I’ve read a lot of articles about crowdfunding, but what I haven’t read about is the emotional toll it can play on a business owner. The next few days I was glued to my phone, and couldn’t push the feelings of disappointment away as I realized many people weren’t up for supporting our campaign. In many ways - I felt heartbroken.
Cory and I sat on the couch that following week. I had tears in my eyes, and a pain in my stomach. He was trying to find the words to be supportive, but I could tell he wasn’t sure what to say. I thought they were our friends. Our entire business platform was built on supporting artisans, local business owners, and our community overall but we were receiving rejection after rejection. It felt like we were failing not only ourselves, but the business owners we intended to bring with us.
The campaign reached a little over $1,500, and I took a step back. I stopped refreshing my phone every 20 seconds, and took a break from the constant social media posting. I realized I was going to have to find another way, and quickly we regrouped.

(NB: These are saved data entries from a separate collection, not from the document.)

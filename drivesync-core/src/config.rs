//! Daemon configuration.
//!
//! # Storage layout
//!
//! ```text
//! ~/.drivesync/
//!   config.yaml   (mode 0600, written by `drivesync init`)
//!   state.json    (see `store`)
//! ```
//!
//! Every function has an `_at(home: &Path, …)` form; the no-arg wrappers
//! derive home from `dirs::home_dir()`. Tests only call the `_at` forms.

use std::path::{Path, PathBuf};
use std::time::Duration;

use serde::{Deserialize, Serialize};

use crate::error::ConfigError;

pub const DEFAULT_POLL_INTERVAL_SECS: u64 = 10;
pub const DEFAULT_MERGE_INTERVAL_SECS: u64 = 15;
pub const DEFAULT_LOCAL_ECHO_WINDOW_SECS: u64 = 5;
pub const DEFAULT_REMOTE_ECHO_WINDOW_SECS: u64 = 30;

/// Where the remote tree lives.
#[derive(Debug, Clone, PartialEq, Eq, Serialize, Deserialize)]
#[serde(tag = "kind", rename_all = "lowercase")]
pub enum RemoteConfig {
    /// A directory (usually a mounted share) holding the remote index and blobs.
    Folder { path: PathBuf },
}

#[derive(Debug, Clone, PartialEq, Eq, Serialize, Deserialize)]
pub struct Config {
    /// Local directory kept in sync.
    pub root: PathBuf,
    pub remote: RemoteConfig,
    #[serde(default = "default_poll_interval")]
    pub poll_interval_secs: u64,
    #[serde(default = "default_merge_interval")]
    pub merge_interval_secs: u64,
    #[serde(default = "default_local_echo_window")]
    pub local_echo_window_secs: u64,
    #[serde(default = "default_remote_echo_window")]
    pub remote_echo_window_secs: u64,
    /// File-name patterns never synced. `*` is allowed at either end.
    #[serde(default, skip_serializing_if = "Vec::is_empty")]
    pub ignore: Vec<String>,
}

fn default_poll_interval() -> u64 {
    DEFAULT_POLL_INTERVAL_SECS
}
fn default_merge_interval() -> u64 {
    DEFAULT_MERGE_INTERVAL_SECS
}
fn default_local_echo_window() -> u64 {
    DEFAULT_LOCAL_ECHO_WINDOW_SECS
}
fn default_remote_echo_window() -> u64 {
    DEFAULT_REMOTE_ECHO_WINDOW_SECS
}

impl Config {
    pub fn new(root: PathBuf, remote: RemoteConfig) -> Self {
        Self {
            root,
            remote,
            poll_interval_secs: DEFAULT_POLL_INTERVAL_SECS,
            merge_interval_secs: DEFAULT_MERGE_INTERVAL_SECS,
            local_echo_window_secs: DEFAULT_LOCAL_ECHO_WINDOW_SECS,
            remote_echo_window_secs: DEFAULT_REMOTE_ECHO_WINDOW_SECS,
            ignore: Vec::new(),
        }
    }

    pub fn poll_interval(&self) -> Duration {
        Duration::from_secs(self.poll_interval_secs)
    }

    pub fn merge_interval(&self) -> Duration {
        Duration::from_secs(self.merge_interval_secs)
    }

    pub fn local_echo_window(&self) -> Duration {
        Duration::from_secs(self.local_echo_window_secs)
    }

    pub fn remote_echo_window(&self) -> Duration {
        Duration::from_secs(self.remote_echo_window_secs)
    }

    /// Reject zero intervals, which would spin the scheduler.
    pub fn validate(&self) -> Result<(), ConfigError> {
        if self.poll_interval_secs == 0 {
            return Err(ConfigError::InvalidInterval {
                field: "poll_interval_secs",
            });
        }
        if self.merge_interval_secs == 0 {
            return Err(ConfigError::InvalidInterval {
                field: "merge_interval_secs",
            });
        }
        Ok(())
    }

    /// `true` when `name` matches one of the ignore patterns.
    pub fn is_ignored(&self, name: &str) -> bool {
        self.ignore.iter().any(|pattern| pattern_matches(pattern, name))
    }
}

/// Match `name` against an ignore pattern (`*` allowed at either end).
pub fn pattern_matches(pattern: &str, name: &str) -> bool {
    match (pattern.strip_prefix('*'), pattern.strip_suffix('*')) {
        (Some(_), Some(_)) if pattern.len() >= 2 => name.contains(&pattern[1..pattern.len() - 1]),
        (Some(suffix), _) => name.ends_with(suffix),
        (_, Some(prefix)) => name.starts_with(prefix),
        _ => name == pattern,
    }
}

// ---------------------------------------------------------------------------
// Load / save
// ---------------------------------------------------------------------------

/// `<home>/.drivesync/`
pub fn base_dir_at(home: &Path) -> PathBuf {
    home.join(".drivesync")
}

/// `<home>/.drivesync/config.yaml`
pub fn config_path_at(home: &Path) -> PathBuf {
    base_dir_at(home).join("config.yaml")
}

/// Load and validate the configuration.
///
/// Returns `ConfigError::NotFound` if absent and `ConfigError::Parse` (with
/// the file path) if malformed.
pub fn load_at(home: &Path) -> Result<Config, ConfigError> {
    let path = config_path_at(home);
    if !path.exists() {
        return Err(ConfigError::NotFound { path });
    }
    let contents = std::fs::read_to_string(&path)?;
    let config: Config =
        serde_yaml::from_str(&contents).map_err(|source| ConfigError::Parse { path, source })?;
    config.validate()?;
    Ok(config)
}

/// `load_at` convenience wrapper.
pub fn load() -> Result<Config, ConfigError> {
    load_at(&home()?)
}

/// Write `config` atomically (mode 0600, directory 0700).
pub fn save_at(home: &Path, config: &Config) -> Result<(), ConfigError> {
    config.validate()?;
    let dir = base_dir_at(home);
    if !dir.exists() {
        std::fs::create_dir_all(&dir)?;
        set_dir_permissions(&dir)?;
    }
    let path = config_path_at(home);
    let tmp = path.with_extension("yaml.tmp");
    std::fs::write(&tmp, serde_yaml::to_string(config)?)?;
    set_file_permissions(&tmp)?;
    std::fs::rename(&tmp, &path)?;
    Ok(())
}

/// Create a default configuration syncing `root` with a folder remote.
pub fn init_at(home: &Path, root: PathBuf, remote_path: PathBuf) -> Result<Config, ConfigError> {
    let config = Config::new(
        root,
        RemoteConfig::Folder { path: remote_path },
    );
    save_at(home, &config)?;
    Ok(config)
}

/// `init_at` convenience wrapper.
pub fn init(root: PathBuf, remote_path: PathBuf) -> Result<Config, ConfigError> {
    init_at(&home()?, root, remote_path)
}

fn home() -> Result<PathBuf, ConfigError> {
    dirs::home_dir().ok_or(ConfigError::HomeNotFound)
}

#[cfg(unix)]
fn set_dir_permissions(path: &Path) -> Result<(), ConfigError> {
    use std::os::unix::fs::PermissionsExt;
    std::fs::set_permissions(path, std::fs::Permissions::from_mode(0o700))?;
    Ok(())
}
#[cfg(not(unix))]
fn set_dir_permissions(_path: &Path) -> Result<(), ConfigError> {
    Ok(())
}

#[cfg(unix)]
fn set_file_permissions(path: &Path) -> Result<(), ConfigError> {
    use std::os::unix::fs::PermissionsExt;
    std::fs::set_permissions(path, std::fs::Permissions::from_mode(0o600))?;
    Ok(())
}
#[cfg(not(unix))]
fn set_file_permissions(_path: &Path) -> Result<(), ConfigError> {
    Ok(())
}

I learned a few things while crowdfunding. I learned that it’s difficult, and forces you to see a side of the world that isn’t so friendly. I learned (or maybe already knew) people don’t like being asked for money. I also learned that just because you believe in something doesn’t mean others will feel as passionate about it. I also learned it’s never okay to give up.
Crowdsourcing for us was beautiful in many ways. People that I never expected to contribute did, and we were constantly surprised by the generous donation amounts. We were encouraged to step outside of our comfort zones, and learn to ask for help. We were also forced to hear the word no which honestly got easier over time. For every no I believed there was a yes on the horizon, and it propelled us forward. At the end of the day - it fueled us more than we ever thought possible.
Would I do it again? Yes. Would I recommend it? Yes. The lessons we learned were invaluable, and we are stronger for the experience. The 18 people that believed in our business from the beginning will always stay with us, and be a source of inspiration to keep going. I also find myself looking at the campaigns around me (my sister’s Kickstarter), community fundraisers, bake sales, car washes, kit sales, and I have a deeper realization of the feelings associated with fundraising. I’ve been giving a little more, sharing when I can, and understanding that we all have dreams and goals. Let’s help each other achieve them.